*Task instructions*: Go through the data below and gather each line containing "None".

*Data supplied*:
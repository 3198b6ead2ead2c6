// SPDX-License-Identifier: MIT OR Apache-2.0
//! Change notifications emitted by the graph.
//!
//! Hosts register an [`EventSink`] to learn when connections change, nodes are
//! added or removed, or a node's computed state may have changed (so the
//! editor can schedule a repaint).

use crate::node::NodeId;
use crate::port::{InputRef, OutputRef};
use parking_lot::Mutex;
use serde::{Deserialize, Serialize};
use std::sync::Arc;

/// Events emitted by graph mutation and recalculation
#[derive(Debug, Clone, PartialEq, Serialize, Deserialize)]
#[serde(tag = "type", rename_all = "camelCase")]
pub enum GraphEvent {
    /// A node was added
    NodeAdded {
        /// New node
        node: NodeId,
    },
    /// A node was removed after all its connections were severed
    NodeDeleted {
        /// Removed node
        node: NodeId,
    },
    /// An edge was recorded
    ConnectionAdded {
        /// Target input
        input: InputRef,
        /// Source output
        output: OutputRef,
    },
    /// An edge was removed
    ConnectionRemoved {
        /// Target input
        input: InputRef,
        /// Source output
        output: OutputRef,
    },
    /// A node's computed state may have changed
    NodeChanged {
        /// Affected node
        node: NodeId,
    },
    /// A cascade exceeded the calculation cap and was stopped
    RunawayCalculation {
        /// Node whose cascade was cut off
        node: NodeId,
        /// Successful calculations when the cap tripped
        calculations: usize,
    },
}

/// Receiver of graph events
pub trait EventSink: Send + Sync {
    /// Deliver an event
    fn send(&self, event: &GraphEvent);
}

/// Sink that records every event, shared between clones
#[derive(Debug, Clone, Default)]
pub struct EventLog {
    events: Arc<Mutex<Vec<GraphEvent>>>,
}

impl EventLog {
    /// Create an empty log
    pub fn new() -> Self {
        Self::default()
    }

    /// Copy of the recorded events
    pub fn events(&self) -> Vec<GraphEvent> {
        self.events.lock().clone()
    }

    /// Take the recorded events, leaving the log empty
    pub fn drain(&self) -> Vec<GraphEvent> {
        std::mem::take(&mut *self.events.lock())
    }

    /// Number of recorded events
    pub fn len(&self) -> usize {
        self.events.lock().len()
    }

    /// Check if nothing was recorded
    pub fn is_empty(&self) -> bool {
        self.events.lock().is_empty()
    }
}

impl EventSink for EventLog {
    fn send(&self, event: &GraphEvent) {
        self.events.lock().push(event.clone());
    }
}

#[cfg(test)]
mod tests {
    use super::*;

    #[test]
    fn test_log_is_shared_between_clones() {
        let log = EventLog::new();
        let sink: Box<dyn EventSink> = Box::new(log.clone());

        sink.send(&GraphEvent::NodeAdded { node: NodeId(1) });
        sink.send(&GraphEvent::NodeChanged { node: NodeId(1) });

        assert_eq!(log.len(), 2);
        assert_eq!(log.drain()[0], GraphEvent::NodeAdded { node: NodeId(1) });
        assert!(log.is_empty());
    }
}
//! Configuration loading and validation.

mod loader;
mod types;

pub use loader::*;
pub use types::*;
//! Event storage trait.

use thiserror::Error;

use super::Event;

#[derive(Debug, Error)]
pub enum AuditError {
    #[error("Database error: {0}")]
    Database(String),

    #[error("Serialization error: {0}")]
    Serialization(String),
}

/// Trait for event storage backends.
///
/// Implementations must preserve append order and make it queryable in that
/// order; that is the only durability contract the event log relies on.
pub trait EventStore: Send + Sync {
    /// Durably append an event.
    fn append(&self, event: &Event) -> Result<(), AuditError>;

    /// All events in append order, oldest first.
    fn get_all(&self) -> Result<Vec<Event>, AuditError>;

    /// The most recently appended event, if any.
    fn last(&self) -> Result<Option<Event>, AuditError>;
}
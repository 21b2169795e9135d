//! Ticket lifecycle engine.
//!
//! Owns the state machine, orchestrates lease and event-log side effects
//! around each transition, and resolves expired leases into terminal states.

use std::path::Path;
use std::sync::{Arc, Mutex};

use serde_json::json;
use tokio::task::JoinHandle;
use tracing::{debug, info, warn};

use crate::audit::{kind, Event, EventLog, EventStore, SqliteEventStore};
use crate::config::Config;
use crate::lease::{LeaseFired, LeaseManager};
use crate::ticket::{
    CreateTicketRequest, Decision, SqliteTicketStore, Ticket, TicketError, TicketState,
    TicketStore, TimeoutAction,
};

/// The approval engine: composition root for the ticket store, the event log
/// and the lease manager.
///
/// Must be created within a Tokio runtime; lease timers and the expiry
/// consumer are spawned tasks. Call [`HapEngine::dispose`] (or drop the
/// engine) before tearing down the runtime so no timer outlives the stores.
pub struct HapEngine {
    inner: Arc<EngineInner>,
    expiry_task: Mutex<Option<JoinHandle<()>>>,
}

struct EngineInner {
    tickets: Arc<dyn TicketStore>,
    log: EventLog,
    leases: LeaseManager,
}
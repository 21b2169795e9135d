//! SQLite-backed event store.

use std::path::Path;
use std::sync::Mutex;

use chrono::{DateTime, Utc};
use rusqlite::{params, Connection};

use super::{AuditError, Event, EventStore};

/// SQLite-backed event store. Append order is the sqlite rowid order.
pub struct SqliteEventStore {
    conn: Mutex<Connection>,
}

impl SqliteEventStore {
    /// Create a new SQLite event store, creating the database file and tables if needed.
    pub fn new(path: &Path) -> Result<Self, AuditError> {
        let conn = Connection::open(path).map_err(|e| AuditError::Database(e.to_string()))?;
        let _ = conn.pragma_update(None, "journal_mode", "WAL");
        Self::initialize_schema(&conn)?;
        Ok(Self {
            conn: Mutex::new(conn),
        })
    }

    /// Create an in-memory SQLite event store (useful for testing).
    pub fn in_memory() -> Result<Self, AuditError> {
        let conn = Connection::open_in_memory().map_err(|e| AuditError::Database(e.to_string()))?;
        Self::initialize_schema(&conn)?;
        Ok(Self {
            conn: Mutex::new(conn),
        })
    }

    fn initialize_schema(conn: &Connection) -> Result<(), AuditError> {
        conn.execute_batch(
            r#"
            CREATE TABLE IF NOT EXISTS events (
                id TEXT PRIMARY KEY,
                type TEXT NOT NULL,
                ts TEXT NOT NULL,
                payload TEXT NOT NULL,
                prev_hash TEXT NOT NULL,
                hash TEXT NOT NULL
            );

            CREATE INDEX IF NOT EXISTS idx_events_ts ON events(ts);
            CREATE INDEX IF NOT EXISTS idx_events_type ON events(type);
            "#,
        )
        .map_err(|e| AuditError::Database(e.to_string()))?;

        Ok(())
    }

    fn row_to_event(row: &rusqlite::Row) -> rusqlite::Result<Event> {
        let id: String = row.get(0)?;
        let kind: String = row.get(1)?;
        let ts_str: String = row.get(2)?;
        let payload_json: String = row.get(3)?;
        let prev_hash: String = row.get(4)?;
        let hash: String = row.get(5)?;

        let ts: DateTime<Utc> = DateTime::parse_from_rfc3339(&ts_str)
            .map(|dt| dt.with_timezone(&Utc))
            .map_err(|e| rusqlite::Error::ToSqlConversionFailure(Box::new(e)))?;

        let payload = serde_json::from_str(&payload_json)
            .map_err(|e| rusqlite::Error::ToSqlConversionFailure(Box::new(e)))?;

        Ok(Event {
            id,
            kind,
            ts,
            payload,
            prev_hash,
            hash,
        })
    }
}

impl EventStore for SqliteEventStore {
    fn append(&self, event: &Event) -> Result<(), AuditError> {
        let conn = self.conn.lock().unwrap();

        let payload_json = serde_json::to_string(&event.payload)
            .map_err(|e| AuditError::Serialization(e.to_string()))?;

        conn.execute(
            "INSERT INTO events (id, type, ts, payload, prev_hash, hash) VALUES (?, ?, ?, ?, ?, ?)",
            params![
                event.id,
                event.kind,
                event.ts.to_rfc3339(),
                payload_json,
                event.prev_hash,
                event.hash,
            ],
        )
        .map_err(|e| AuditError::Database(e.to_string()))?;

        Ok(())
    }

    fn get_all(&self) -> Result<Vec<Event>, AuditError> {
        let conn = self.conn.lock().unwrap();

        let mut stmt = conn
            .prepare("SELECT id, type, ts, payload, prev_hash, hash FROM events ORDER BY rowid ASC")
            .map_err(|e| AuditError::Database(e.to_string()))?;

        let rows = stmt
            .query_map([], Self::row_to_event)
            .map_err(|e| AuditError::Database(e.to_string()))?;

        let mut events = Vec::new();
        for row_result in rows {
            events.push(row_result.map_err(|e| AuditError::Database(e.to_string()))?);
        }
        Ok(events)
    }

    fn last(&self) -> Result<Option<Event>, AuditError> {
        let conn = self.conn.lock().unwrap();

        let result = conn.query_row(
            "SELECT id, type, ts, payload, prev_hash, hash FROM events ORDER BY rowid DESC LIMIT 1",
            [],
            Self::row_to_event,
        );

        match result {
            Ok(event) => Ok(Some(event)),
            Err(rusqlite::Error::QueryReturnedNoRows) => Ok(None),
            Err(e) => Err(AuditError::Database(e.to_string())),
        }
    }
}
...
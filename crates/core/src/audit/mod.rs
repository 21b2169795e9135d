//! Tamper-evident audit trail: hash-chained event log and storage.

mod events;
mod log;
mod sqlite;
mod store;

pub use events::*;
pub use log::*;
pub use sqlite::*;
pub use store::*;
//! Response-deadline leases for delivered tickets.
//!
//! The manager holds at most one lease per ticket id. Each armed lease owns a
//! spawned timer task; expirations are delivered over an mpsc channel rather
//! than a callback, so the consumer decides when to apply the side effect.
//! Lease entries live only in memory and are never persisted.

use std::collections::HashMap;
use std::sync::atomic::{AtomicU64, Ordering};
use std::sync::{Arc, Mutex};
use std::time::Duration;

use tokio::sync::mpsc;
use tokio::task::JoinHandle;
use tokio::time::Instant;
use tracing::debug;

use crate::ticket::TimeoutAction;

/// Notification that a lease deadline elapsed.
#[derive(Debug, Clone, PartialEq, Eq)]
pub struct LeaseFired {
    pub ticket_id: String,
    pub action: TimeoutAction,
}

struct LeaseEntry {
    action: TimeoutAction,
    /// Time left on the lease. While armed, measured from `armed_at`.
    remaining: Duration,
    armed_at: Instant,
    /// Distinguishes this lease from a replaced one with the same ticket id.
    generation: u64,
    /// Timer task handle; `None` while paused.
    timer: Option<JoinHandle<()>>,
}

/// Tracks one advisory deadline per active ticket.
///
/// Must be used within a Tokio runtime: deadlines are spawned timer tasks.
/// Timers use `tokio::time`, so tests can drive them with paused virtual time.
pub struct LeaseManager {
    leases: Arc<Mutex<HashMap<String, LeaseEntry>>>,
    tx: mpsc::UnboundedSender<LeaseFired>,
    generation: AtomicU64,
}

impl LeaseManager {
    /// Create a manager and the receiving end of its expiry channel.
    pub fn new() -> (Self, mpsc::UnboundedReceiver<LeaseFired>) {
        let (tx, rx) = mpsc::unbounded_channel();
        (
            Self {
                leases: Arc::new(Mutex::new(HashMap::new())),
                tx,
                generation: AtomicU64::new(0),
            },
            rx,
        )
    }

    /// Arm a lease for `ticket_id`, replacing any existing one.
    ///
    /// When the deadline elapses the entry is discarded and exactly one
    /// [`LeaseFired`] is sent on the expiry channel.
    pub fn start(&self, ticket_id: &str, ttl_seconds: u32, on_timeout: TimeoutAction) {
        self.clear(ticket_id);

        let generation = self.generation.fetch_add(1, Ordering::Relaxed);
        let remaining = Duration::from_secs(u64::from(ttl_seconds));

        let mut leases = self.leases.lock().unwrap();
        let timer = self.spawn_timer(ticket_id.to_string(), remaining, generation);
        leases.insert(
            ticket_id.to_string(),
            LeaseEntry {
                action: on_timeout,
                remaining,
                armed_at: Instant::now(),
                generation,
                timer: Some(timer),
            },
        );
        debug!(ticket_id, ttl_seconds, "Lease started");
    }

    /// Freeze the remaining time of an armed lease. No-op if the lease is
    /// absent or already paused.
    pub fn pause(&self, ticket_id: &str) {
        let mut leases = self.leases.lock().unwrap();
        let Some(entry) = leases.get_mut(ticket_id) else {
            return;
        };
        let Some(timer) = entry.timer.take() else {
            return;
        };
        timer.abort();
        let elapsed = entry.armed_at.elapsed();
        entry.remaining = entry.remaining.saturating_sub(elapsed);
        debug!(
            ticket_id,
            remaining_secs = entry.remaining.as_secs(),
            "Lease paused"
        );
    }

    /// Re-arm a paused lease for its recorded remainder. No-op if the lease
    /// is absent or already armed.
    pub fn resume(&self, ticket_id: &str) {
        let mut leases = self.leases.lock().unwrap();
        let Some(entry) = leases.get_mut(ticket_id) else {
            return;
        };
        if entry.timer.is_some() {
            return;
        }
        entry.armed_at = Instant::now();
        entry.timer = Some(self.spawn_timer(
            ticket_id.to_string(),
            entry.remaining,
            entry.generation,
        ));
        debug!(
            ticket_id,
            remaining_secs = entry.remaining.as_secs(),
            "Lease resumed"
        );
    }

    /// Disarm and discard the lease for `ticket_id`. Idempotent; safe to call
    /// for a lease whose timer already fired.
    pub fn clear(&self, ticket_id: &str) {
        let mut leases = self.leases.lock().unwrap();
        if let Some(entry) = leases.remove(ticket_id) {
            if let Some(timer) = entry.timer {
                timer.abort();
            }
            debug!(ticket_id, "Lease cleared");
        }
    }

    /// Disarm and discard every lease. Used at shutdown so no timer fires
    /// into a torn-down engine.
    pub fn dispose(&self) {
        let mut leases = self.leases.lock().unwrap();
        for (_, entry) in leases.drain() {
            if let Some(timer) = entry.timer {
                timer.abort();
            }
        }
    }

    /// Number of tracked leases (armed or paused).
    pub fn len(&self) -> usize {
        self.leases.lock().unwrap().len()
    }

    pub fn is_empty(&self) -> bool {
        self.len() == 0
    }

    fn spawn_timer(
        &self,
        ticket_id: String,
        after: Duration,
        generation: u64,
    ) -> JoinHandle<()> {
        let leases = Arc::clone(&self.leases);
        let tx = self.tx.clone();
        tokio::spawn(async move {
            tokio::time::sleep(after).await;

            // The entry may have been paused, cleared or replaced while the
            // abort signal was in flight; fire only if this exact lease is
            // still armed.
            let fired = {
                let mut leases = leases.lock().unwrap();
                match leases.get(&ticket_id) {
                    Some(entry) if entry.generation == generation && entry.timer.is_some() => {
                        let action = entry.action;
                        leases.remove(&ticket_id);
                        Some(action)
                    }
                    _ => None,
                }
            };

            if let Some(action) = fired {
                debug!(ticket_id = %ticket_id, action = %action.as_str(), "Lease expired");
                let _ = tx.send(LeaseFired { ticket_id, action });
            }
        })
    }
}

*Result for this task*:
        let _ = conn.pragma_update(None, "journal_mode", "WAL");
            Err(rusqlite::Error::QueryReturnedNoRows) => Ok(None),
    /// Timer task handle; `None` while paused.
                    _ => None,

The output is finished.